▶ **Work required**: Could you find every line in the records below that contains the word "endian" and copy it?

--------------------

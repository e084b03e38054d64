//! Growable byte sink, the write-side counterpart of [`crate::file::parser::Parser`].
//!
//! Encoders of signatures, table rows and method bodies append to a [`Writer`]. Heap and table
//! indices are written with an explicit width so the output matches a given
//! [`crate::metadata::tables::TableInfo`] layout.

use crate::{
    file::io::CilIO,
    utils::{write_compressed_int, write_compressed_uint},
    Error::ValueOutOfRange,
    Result,
};

/// An append-only little-endian byte writer.
#[derive(Debug, Default, Clone)]
pub struct Writer {
    data: Vec<u8>,
}

impl Writer {
    /// Create an empty writer.
    #[must_use]
    pub fn new() -> Self {
        Writer { data: Vec::new() }
    }

    /// Create an empty writer that can hold `capacity` bytes without reallocating.
    #[must_use]
    pub fn with_capacity(capacity: usize) -> Self {
        Writer {
            data: Vec::with_capacity(capacity),
        }
    }

    /// Number of bytes written so far.
    #[must_use]
    pub fn len(&self) -> usize {
        self.data.len()
    }

    /// Returns `true` if nothing has been written.
    #[must_use]
    pub fn is_empty(&self) -> bool {
        self.data.is_empty()
    }

    /// Bytes written so far.
    #[must_use]
    pub fn as_slice(&self) -> &[u8] {
        &self.data
    }

    /// Consume the writer and return its bytes.
    #[must_use]
    pub fn into_inner(self) -> Vec<u8> {
        self.data
    }

    /// Append a little-endian primitive.
    pub fn write_le<T: CilIO>(&mut self, value: T) {
        self.data.extend_from_slice(value.to_le_bytes().as_ref());
    }

    /// Append raw bytes.
    pub fn write_bytes(&mut self, bytes: &[u8]) {
        self.data.extend_from_slice(bytes);
    }

    /// Append a 2- or 4-byte little-endian index.
    ///
    /// # Errors
    /// Returns [`crate::Error::ValueOutOfRange`] if a narrow index does not fit into 16 bits.
    pub fn write_le_dyn(&mut self, value: u32, is_large: bool) -> Result<()> {
        if is_large {
            self.write_le::<u32>(value);
        } else {
            let narrow = u16::try_from(value).map_err(|_| ValueOutOfRange(i64::from(value)))?;
            self.write_le::<u16>(narrow);
        }
        Ok(())
    }

    /// Append a compressed unsigned integer.
    ///
    /// # Errors
    /// Returns [`crate::Error::ValueOutOfRange`] if `value` exceeds `0x1FFF_FFFF`.
    pub fn write_compressed_uint(&mut self, value: u32) -> Result<()> {
        write_compressed_uint(value, &mut self.data)
    }

    /// Append a compressed signed integer.
    ///
    /// # Errors
    /// Returns [`crate::Error::ValueOutOfRange`] if `value` is outside `-2^28..2^28`.
    pub fn write_compressed_int(&mut self, value: i32) -> Result<()> {
        write_compressed_int(value, &mut self.data)
    }

    /// Pad with zero bytes up to the next multiple of `alignment`.
    pub fn align(&mut self, alignment: usize) {
        while self.data.len() % alignment != 0 {
            self.data.push(0);
        }
    }

    /// Overwrite previously written bytes at `offset`.
    ///
    /// # Errors
    /// Returns [`crate::Error::TruncatedData`] if the range was not written yet.
    pub fn patch(&mut self, offset: usize, bytes: &[u8]) -> Result<()> {
        let end = offset
            .checked_add(bytes.len())
            .filter(|end| *end <= self.data.len())
            .ok_or(crate::Error::TruncatedData)?;
        self.data[offset..end].copy_from_slice(bytes);
        Ok(())
    }
}

#[cfg(test)]
mod tests {
    use super::*;
    use crate::{file::parser::Parser, Error};

    #[test]
    fn write_and_read_back() {
        let mut writer = Writer::new();
        writer.write_le::<u8>(0x01);
        writer.write_le::<u16>(0x0302);
        writer.write_le::<i32>(-1);
        writer.write_compressed_uint(0x2E57).unwrap();
        writer.write_le_dyn(0x1234, false).unwrap();
        writer.write_le_dyn(0x1234, true).unwrap();

        assert_eq!(
            writer.as_slice(),
            &[
                0x01, 0x02, 0x03, 0xFF, 0xFF, 0xFF, 0xFF, 0xAE, 0x57, 0x34, 0x12, 0x34, 0x12,
                0x00, 0x00
            ]
        );

        let data = writer.into_inner();
        let mut parser = Parser::new(&data);
        assert_eq!(parser.read_le::<u8>().unwrap(), 0x01);
        assert_eq!(parser.read_le::<u16>().unwrap(), 0x0302);
        assert_eq!(parser.read_le::<i32>().unwrap(), -1);
        assert_eq!(parser.read_compressed_uint().unwrap(), 0x2E57);
        assert_eq!(parser.read_le_dyn(false).unwrap(), 0x1234);
        assert_eq!(parser.read_le_dyn(true).unwrap(), 0x1234);
    }

    #[test]
    fn narrow_index_overflow() {
        let mut writer = Writer::new();
        assert!(matches!(
            writer.write_le_dyn(0x1_0000, false),
            Err(Error::ValueOutOfRange(_))
        ));
        assert!(writer.is_empty());
    }

    #[test]
    fn align_and_patch() {
        let mut writer = Writer::new();
        writer.write_le::<u8>(0xAA);
        writer.align(4);
        assert_eq!(writer.len(), 4);

        writer.patch(1, &[0xBB, 0xCC]).unwrap();
        assert_eq!(writer.as_slice(), &[0xAA, 0xBB, 0xCC, 0x00]);
        assert!(writer.patch(3, &[0x00, 0x00]).is_err());
    }
}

--------------------

▶ **Solution for this task**:
/// An append-only little-endian byte writer.
    /// Append a little-endian primitive.
    /// Append a 2- or 4-byte little-endian index.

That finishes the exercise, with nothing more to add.